Annie @ Mama Dweeb says
She was very calm about it. Since Josh and I never did Santa gifts or left out cookies or anything Santa related, it wasn’t like it was a huge shock to her LOL 🙂
Robin (masshole mommy) says
We do Santa in our house. I have SUCH fond memories of the magic of Santa when I was a kid that I wanted to make sure that my kids had the same wonderful memories.
Annie @ Mama Dweeb says
I really do wonder if my response would be different had I experienced Santa as a kid…..
Liz says
Thank you for this!!!
Becky W says
Annie,
Your title of this post cracked me up. I don’t think by explaining about Santa that you have in any way “stripped your children of their fantasies and imaginations”
While I was raised with “Santa” and leaving out cookies, and getting separate gifts my parents eventually broke it to us that there is no “Santa”. To this day though, we still get “Santa” gifts.
We do use “Santa” with our children, because both my husband and I grew up with that. But as soon as my children question “Santa”‘s existence, I will not lie to them.
We do stress the real reason for the season and Jesus’ birth.
It really does seem that most people seem to follow traditions similar to how they were raised when it comes the the imaginary characters of youth.
Becky W says
Annie, to actually get to my point, I am certain that with a Mom, with such creativity and imagination as you, your children will grow up to be very creative and have wonderful imaginations without having to “believe” in characters, such as Santa, and the Easter Bunny.
Annie @ Mama Dweeb says
Becky, your comment made me smile SOOO big! Thank you! 😀 You have an excellent point about people doing as they were raised. The majority of the time people have beautiful, happy memories that involve their families and Santa traditions. And it is no wonder they want to pass it down! Then there are others that felt betrayed in the lie (read the comment below yours by Liz). Not a surprise when they do not involve Santa.

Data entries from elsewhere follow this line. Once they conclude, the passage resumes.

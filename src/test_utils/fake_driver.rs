use std::sync::atomic::{AtomicBool, AtomicUsize, Ordering};
use std::sync::{Arc, Mutex, MutexGuard, PoisonError};
use std::time::Duration;

use async_trait::async_trait;

use crate::config::MysqlOptions;
use crate::driver::{
    Connected, Driver, DriverConnection, DriverEvent, DriverEventSender, DriverPool,
    QueryRequest, event_channel,
};
use crate::error::DriverError;
use crate::results::ResultSet;

#[derive(Debug, Default)]
struct Script {
    connect_delay: Duration,
    acquire_delay: Duration,
    connect_error: Option<DriverError>,
    acquire_error: Option<DriverError>,
    create_pool_error: Option<DriverError>,
    query_error: Option<DriverError>,
    end_error: Option<DriverError>,
    rows: ResultSet,
}

#[derive(Debug, Default)]
struct Shared {
    script: Mutex<Script>,
    connects: AtomicUsize,
    pools_created: AtomicUsize,
    acquisitions: AtomicUsize,
    connection_ends: AtomicUsize,
    pool_ends: AtomicUsize,
    queries: Mutex<Vec<QueryRequest>>,
    senders: Mutex<Vec<DriverEventSender>>,
    opened: Mutex<Vec<Arc<FakeConnection>>>,
}

fn lock<T>(mutex: &Mutex<T>) -> MutexGuard<'_, T> {
    mutex.lock().unwrap_or_else(PoisonError::into_inner)
}

/// Scriptable in-memory driver that counts every call made through it.
///
/// ```rust
/// use mysql_middleware::prelude::*;
/// use mysql_middleware::test_utils::FakeDriver;
///
/// let driver = FakeDriver::new();
/// let manager = ConnectionManager::new(MysqlOptions::default(), driver.as_driver());
/// # let _ = manager;
/// ```
#[derive(Debug, Clone, Default)]
pub struct FakeDriver {
    shared: Arc<Shared>,
}

impl FakeDriver {
    #[must_use]
    pub fn new() -> Self {
        Self::default()
    }

    #[must_use]
    pub fn as_driver(&self) -> Arc<dyn Driver> {
        Arc::new(self.clone())
    }

    fn script(&self) -> MutexGuard<'_, Script> {
        lock(&self.shared.script)
    }

    /// Delay every connect (and pool acquisition) so callers can race it.
    pub fn set_connect_delay(&self, delay: Duration) {
        let mut script = self.script();
        script.connect_delay = delay;
        script.acquire_delay = delay;
    }

    pub fn fail_connect(&self, err: Option<DriverError>) {
        self.script().connect_error = err;
    }

    pub fn fail_acquire(&self, err: Option<DriverError>) {
        self.script().acquire_error = err;
    }

    pub fn fail_create_pool(&self, err: Option<DriverError>) {
        self.script().create_pool_error = err;
    }

    pub fn fail_query(&self, err: Option<DriverError>) {
        self.script().query_error = err;
    }

    pub fn fail_end(&self, err: Option<DriverError>) {
        self.script().end_error = err;
    }

    /// Rows every successful query returns.
    pub fn set_rows(&self, rows: ResultSet) {
        self.script().rows = rows;
    }

    #[must_use]
    pub fn connects(&self) -> usize {
        self.shared.connects.load(Ordering::SeqCst)
    }

    #[must_use]
    pub fn pools_created(&self) -> usize {
        self.shared.pools_created.load(Ordering::SeqCst)
    }

    #[must_use]
    pub fn acquisitions(&self) -> usize {
        self.shared.acquisitions.load(Ordering::SeqCst)
    }

    /// `end` calls on single or pooled connections.
    #[must_use]
    pub fn connection_ends(&self) -> usize {
        self.shared.connection_ends.load(Ordering::SeqCst)
    }

    #[must_use]
    pub fn pool_ends(&self) -> usize {
        self.shared.pool_ends.load(Ordering::SeqCst)
    }

    /// Every request that reached a connection, in order.
    #[must_use]
    pub fn queries(&self) -> Vec<QueryRequest> {
        lock(&self.shared.queries).clone()
    }

    /// Connections opened through `connect`, oldest first.
    #[must_use]
    pub fn opened(&self) -> Vec<Arc<FakeConnection>> {
        lock(&self.shared.opened).clone()
    }

    /// Deliver an event for the most recently opened single connection.
    /// Returns `false` when there is no listener.
    pub fn emit(&self, event: DriverEvent) -> bool {
        lock(&self.shared.senders)
            .last()
            .is_some_and(|sender| sender.send(event).is_ok())
    }

    pub fn emit_end(&self) -> bool {
        self.emit(DriverEvent::End)
    }

    pub fn emit_error(&self, err: DriverError) -> bool {
        self.emit(DriverEvent::Error(err))
    }
}

#[async_trait]
impl Driver for FakeDriver {
    async fn connect(&self, _options: &MysqlOptions) -> Result<Connected, DriverError> {
        self.shared.connects.fetch_add(1, Ordering::SeqCst);
        let (delay, error) = {
            let script = self.script();
            (script.connect_delay, script.connect_error.clone())
        };
        if !delay.is_zero() {
            tokio::time::sleep(delay).await;
        }
        if let Some(err) = error {
            return Err(err);
        }

        let (sender, events) = event_channel();
        lock(&self.shared.senders).push(sender.clone());
        let connection = Arc::new(FakeConnection {
            shared: Arc::clone(&self.shared),
            events: Some(sender),
            ended: AtomicBool::new(false),
        });
        lock(&self.shared.opened).push(Arc::clone(&connection));
        Ok(Connected { connection, events })
    }

    fn create_pool(&self, _options: &MysqlOptions) -> Result<Arc<dyn DriverPool>, DriverError> {
        if let Some(err) = self.script().create_pool_error.clone() {
            return Err(err);
        }
        self.shared.pools_created.fetch_add(1, Ordering::SeqCst);
        Ok(Arc::new(FakePool {
            shared: Arc::clone(&self.shared),
            ended: AtomicBool::new(false),
        }))
    }
}

/// Connection produced by [`FakeDriver`].
#[derive(Debug, Default)]
pub struct FakeConnection {
    shared: Arc<Shared>,
    events: Option<DriverEventSender>,
    ended: AtomicBool,
}

impl FakeConnection {
    #[must_use]
    pub fn is_ended(&self) -> bool {
        self.ended.load(Ordering::SeqCst)
    }
}

#[async_trait]
impl DriverConnection for FakeConnection {
    async fn query(&self, request: &QueryRequest) -> Result<ResultSet, DriverError> {
        if self.is_ended() {
            return Err(DriverError::new("Cannot enqueue Query after invoking quit.")
                .with_code("PROTOCOL_ENQUEUE_AFTER_QUIT"));
        }
        lock(&self.shared.queries).push(request.clone());
        tokio::task::yield_now().await;
        let script = lock(&self.shared.script);
        match &script.query_error {
            Some(err) => Err(err.clone()),
            None => Ok(script.rows.clone()),
        }
    }

    async fn end(&self) -> Result<(), DriverError> {
        self.shared.connection_ends.fetch_add(1, Ordering::SeqCst);
        self.ended.store(true, Ordering::SeqCst);
        if let Some(events) = &self.events {
            let _ = events.send(DriverEvent::End);
        }
        match lock(&self.shared.script).end_error.clone() {
            Some(err) => Err(err),
            None => Ok(()),
        }
    }
}

struct FakePool {
    shared: Arc<Shared>,
    ended: AtomicBool,
}

#[async_trait]
impl DriverPool for FakePool {
    async fn get_connection(&self) -> Result<Arc<dyn DriverConnection>, DriverError> {
        self.shared.acquisitions.fetch_add(1, Ordering::SeqCst);
        let (delay, error) = {
            let script = lock(&self.shared.script);
            (script.acquire_delay, script.acquire_error.clone())
        };
        if !delay.is_zero() {
            tokio::time::sleep(delay).await;
        }
        if self.ended.load(Ordering::SeqCst) {
            return Err(DriverError::new("Pool is closed.").with_code("POOL_CLOSED"));
        }
        if let Some(err) = error {
            return Err(err);
        }
        Ok(Arc::new(FakeConnection {
            shared: Arc::clone(&self.shared),
            events: None,
            ended: AtomicBool::new(false),
        }))
    }

    async fn end(&self) -> Result<(), DriverError> {
        self.shared.pool_ends.fetch_add(1, Ordering::SeqCst);
        self.ended.store(true, Ordering::SeqCst);
        match lock(&self.shared.script).end_error.clone() {
            Some(err) => Err(err),
            None => Ok(()),
        }
    }
}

The most important thing is that families love and spend time together. THAT is what Christmas means. 100%.
Liz says
I love you post. We too, do not do Santa.

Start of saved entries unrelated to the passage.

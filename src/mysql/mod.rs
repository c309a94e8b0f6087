// MySQL module - the production driver, backed by `mysql_async`
//
// - config: options → `mysql_async::Opts`, error mapping
// - connection: `Driver`, `DriverConnection` and `DriverPool` implementations
// - query: text-protocol execution and value decoding

pub mod config;
pub mod connection;
pub mod query;

pub use connection::{MysqlConnection, MysqlDriver, MysqlPool};
pub use query::build_result_set;
//! Lazy MySQL connection management.
//!
//! A [`ConnectionManager`] owns either one reusable connection or a pool for a
//! single target, deduplicates concurrent connects, and optionally logs every
//! statement with its duration.

pub mod config;
pub mod driver;
pub mod error;
pub mod handle;
mod lifecycle;
pub mod logging;
pub mod manager;
pub mod prelude;
pub mod results;
pub mod single_flight;
pub mod types;

#[cfg(feature = "mysql")]
pub mod mysql;

#[cfg(any(test, feature = "test-utils"))]
pub mod test_utils;

pub use config::{Fingerprint, MysqlOptions, MysqlOptionsBuilder, normalize_config};
pub use driver::{Driver, DriverConnection, DriverEvent, DriverPool, QueryRequest};
pub use error::{DriverError, SqlMiddlewareDbError};
pub use handle::{ConnectionHandle, HandleKind};
pub use lifecycle::ConnectionState;
pub use manager::{ConnectionManager, ConnectionMode};
pub use results::{ColumnMeta, CustomDbRow, ResultSet};
pub use types::{ExecutionMode, NestTables, RowValues};

#[cfg(feature = "mysql")]
pub use mysql::MysqlDriver;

My issue is not with the excitement he brings or the “magic”, its when it becomes a lie. And at some point it always does. Sneaking around to make it believable. Lies get bigger and bigger as the kids become more keen to it.
We teach our kids that lying is wrong but then this lie is ok? It just does not make sense to me.
I watched my 10 year old cousin go into a severe depression when he learned it was a lie. It was horrific. He is now an adult and does not do Santa. I realize not all children respond that way but it was something to watch.
And yes, I have been accused of “ruining Christmas” when one of my kids slips and tells the TRUTH to other kids. Such a shame. So, we literally have friends we do not have playdates with for the entire month of December to avoid a catastrophe.
This is not a grey issue for me, its simple black and white. Lies are not cute, funny or innocent regardless of the plump fuzzy costume they are wearing.
Annie @ Mama Dweeb says
When I saw your comment on Twitter, I could not believe it. But I can believe the depression of your cousin. My friend’s husband went through the same thing as a child. And he, too, vowed to never lie to his children about Santa.
You are right – that depression and feeling of betrayal is not the norm. Most kids enjoy Santa or it wouldn’t continue to be passed down from generation to generation. But those that choose to “believe” should not judge those that don’t.
Shanna says
Hi, Annie. It seems like once our kids hit a certain age this is such a hot topic! It’s hard to know how to keep the focus on the right things at Christmas and to not be overwhelmed with all of the traditions that seem mandatory. I actually just wrote an ebook on this topic called “To Elf or Not to Elf: How to Have a Christ Focused Christmas without Ruining the Fun or Lying to Your Kids.” I like your approach to Santa through Saint Nicholas story telling. That’s what we do, too.